(Items from a data source)
☆ ☆ ☆ ☆
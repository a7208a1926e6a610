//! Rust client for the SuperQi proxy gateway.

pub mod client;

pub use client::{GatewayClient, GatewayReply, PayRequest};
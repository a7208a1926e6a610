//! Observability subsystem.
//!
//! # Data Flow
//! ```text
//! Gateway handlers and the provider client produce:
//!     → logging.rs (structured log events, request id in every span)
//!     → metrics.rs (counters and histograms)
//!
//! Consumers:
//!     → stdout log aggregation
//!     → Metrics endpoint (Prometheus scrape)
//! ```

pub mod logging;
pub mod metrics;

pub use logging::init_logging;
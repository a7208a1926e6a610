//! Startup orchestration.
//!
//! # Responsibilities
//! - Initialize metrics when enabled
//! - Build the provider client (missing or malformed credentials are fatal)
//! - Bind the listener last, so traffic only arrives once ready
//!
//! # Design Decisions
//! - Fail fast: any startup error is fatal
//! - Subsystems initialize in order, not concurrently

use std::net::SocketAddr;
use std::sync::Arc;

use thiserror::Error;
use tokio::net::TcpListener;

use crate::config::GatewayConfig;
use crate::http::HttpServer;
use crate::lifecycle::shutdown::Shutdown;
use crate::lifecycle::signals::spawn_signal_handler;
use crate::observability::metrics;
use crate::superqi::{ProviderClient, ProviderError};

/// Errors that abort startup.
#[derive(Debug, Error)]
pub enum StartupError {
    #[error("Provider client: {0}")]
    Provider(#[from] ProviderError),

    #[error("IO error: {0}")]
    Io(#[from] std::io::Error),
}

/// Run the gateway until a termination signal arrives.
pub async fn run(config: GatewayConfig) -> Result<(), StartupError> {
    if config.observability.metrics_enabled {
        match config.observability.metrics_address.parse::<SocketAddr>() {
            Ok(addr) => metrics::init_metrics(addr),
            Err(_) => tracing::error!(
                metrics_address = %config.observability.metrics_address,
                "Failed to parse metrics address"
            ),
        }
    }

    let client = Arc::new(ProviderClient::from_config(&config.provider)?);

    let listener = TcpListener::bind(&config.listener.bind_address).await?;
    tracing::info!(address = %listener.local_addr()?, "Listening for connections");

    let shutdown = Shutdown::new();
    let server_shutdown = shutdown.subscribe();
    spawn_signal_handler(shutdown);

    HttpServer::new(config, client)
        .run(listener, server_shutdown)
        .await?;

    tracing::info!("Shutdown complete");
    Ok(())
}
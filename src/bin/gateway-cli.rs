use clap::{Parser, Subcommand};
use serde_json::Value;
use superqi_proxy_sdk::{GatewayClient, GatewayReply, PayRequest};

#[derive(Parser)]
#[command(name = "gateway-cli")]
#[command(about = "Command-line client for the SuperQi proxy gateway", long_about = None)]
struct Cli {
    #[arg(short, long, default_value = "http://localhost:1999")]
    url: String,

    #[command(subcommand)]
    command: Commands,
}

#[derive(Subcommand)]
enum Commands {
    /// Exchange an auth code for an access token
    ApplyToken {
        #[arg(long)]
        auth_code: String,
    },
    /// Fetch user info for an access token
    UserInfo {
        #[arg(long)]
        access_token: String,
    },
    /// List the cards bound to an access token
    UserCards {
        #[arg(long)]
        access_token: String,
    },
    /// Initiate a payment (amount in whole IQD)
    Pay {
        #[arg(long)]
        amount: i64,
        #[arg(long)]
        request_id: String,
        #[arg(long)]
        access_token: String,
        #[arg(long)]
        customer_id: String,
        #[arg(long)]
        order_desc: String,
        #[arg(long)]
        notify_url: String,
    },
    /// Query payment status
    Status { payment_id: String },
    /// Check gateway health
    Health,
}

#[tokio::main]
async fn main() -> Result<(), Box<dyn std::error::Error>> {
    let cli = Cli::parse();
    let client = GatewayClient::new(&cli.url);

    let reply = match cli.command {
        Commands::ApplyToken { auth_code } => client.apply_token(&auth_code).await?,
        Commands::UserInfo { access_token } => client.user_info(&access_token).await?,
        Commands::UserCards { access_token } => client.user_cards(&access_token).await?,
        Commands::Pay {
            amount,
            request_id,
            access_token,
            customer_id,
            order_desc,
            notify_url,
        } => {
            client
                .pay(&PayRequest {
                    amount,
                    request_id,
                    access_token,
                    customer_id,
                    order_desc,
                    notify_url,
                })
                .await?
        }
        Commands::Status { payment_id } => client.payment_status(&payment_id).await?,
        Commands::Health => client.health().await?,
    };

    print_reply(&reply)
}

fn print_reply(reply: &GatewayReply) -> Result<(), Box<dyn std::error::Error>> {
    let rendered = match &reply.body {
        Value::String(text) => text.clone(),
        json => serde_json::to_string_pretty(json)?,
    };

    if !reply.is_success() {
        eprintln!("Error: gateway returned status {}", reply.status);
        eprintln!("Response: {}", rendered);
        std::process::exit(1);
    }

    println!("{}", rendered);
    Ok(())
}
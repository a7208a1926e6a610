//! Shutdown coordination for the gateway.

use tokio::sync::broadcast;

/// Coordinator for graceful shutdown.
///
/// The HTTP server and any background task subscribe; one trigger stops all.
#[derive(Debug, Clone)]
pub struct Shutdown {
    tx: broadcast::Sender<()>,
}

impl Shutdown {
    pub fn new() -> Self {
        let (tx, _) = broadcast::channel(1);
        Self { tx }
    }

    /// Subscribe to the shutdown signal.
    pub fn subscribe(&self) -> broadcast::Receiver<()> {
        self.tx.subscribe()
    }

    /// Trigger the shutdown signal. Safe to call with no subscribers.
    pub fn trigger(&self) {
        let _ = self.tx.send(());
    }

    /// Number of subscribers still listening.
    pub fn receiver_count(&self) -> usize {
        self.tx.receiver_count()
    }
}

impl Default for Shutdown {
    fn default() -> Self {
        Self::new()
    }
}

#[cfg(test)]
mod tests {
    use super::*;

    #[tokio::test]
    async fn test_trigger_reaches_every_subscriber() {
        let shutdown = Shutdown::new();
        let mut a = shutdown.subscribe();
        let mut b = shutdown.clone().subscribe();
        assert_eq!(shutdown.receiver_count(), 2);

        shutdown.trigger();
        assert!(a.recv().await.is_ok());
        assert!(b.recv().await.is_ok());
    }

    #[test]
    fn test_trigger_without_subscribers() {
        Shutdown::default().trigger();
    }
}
☆ ☆ ☆ ☆
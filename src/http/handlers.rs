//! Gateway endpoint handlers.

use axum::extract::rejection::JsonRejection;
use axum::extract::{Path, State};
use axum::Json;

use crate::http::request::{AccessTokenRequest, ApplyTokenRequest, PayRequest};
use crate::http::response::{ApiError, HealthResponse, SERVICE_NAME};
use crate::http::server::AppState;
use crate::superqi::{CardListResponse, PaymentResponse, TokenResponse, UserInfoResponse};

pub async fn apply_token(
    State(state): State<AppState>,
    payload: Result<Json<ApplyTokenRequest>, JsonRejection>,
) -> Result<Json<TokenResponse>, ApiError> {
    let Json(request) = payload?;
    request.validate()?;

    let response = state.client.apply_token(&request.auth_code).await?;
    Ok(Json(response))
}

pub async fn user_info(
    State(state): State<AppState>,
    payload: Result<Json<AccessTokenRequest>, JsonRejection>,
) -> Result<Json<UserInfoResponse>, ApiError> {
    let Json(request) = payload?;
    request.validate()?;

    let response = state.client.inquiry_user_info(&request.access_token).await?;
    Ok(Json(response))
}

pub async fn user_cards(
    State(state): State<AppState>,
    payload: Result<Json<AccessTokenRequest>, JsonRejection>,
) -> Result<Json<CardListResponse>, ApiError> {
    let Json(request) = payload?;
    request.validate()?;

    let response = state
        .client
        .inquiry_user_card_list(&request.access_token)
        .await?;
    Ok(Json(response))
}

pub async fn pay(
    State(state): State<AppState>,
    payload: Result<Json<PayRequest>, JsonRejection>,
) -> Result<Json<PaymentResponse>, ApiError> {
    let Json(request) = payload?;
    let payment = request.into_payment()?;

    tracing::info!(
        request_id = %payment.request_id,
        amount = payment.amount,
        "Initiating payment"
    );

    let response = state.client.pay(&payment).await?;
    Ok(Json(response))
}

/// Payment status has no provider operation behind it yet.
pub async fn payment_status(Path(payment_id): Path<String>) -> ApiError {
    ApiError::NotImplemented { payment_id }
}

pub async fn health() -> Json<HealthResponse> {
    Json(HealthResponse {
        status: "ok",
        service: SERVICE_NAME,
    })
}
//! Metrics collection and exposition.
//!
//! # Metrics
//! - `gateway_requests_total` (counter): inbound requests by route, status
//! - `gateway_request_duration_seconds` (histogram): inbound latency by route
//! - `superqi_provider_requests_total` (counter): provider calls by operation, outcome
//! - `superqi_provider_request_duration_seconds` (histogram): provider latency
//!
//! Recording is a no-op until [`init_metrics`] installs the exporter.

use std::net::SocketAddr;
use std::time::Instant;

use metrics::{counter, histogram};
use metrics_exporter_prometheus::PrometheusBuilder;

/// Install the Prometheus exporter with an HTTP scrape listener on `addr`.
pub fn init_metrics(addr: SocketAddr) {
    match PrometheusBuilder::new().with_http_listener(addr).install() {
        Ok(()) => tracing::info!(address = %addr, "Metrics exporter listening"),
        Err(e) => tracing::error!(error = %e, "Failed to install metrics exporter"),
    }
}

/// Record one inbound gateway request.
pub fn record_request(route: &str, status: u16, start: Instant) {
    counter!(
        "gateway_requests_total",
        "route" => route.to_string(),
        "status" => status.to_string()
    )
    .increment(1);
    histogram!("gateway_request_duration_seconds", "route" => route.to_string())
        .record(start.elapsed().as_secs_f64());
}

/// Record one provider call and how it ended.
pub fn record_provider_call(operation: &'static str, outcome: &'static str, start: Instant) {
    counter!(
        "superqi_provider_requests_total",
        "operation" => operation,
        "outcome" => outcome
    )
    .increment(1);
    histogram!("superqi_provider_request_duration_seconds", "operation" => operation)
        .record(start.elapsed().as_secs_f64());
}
☆ ☆ ☆ ☆
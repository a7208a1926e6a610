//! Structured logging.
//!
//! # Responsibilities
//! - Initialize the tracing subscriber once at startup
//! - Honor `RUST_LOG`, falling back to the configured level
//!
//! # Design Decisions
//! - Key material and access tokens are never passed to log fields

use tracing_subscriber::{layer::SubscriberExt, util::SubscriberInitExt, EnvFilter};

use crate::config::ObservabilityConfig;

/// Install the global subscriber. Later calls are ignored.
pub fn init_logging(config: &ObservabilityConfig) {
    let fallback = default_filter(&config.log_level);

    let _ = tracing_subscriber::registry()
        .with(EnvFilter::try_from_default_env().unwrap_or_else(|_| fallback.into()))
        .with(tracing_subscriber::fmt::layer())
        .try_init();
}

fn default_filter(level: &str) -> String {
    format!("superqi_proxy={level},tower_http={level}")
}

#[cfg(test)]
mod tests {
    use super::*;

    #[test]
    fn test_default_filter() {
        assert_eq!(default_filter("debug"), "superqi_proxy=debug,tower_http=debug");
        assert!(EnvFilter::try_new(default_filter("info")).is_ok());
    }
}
☆ ☆ ☆ ☆
> _Exercise details_: Among the lines of the data above, find those with the word "scrape" and show them.

> _Response below_:
//!     → Metrics endpoint (Prometheus scrape)
/// Install the Prometheus exporter with an HTTP scrape listener on `addr`.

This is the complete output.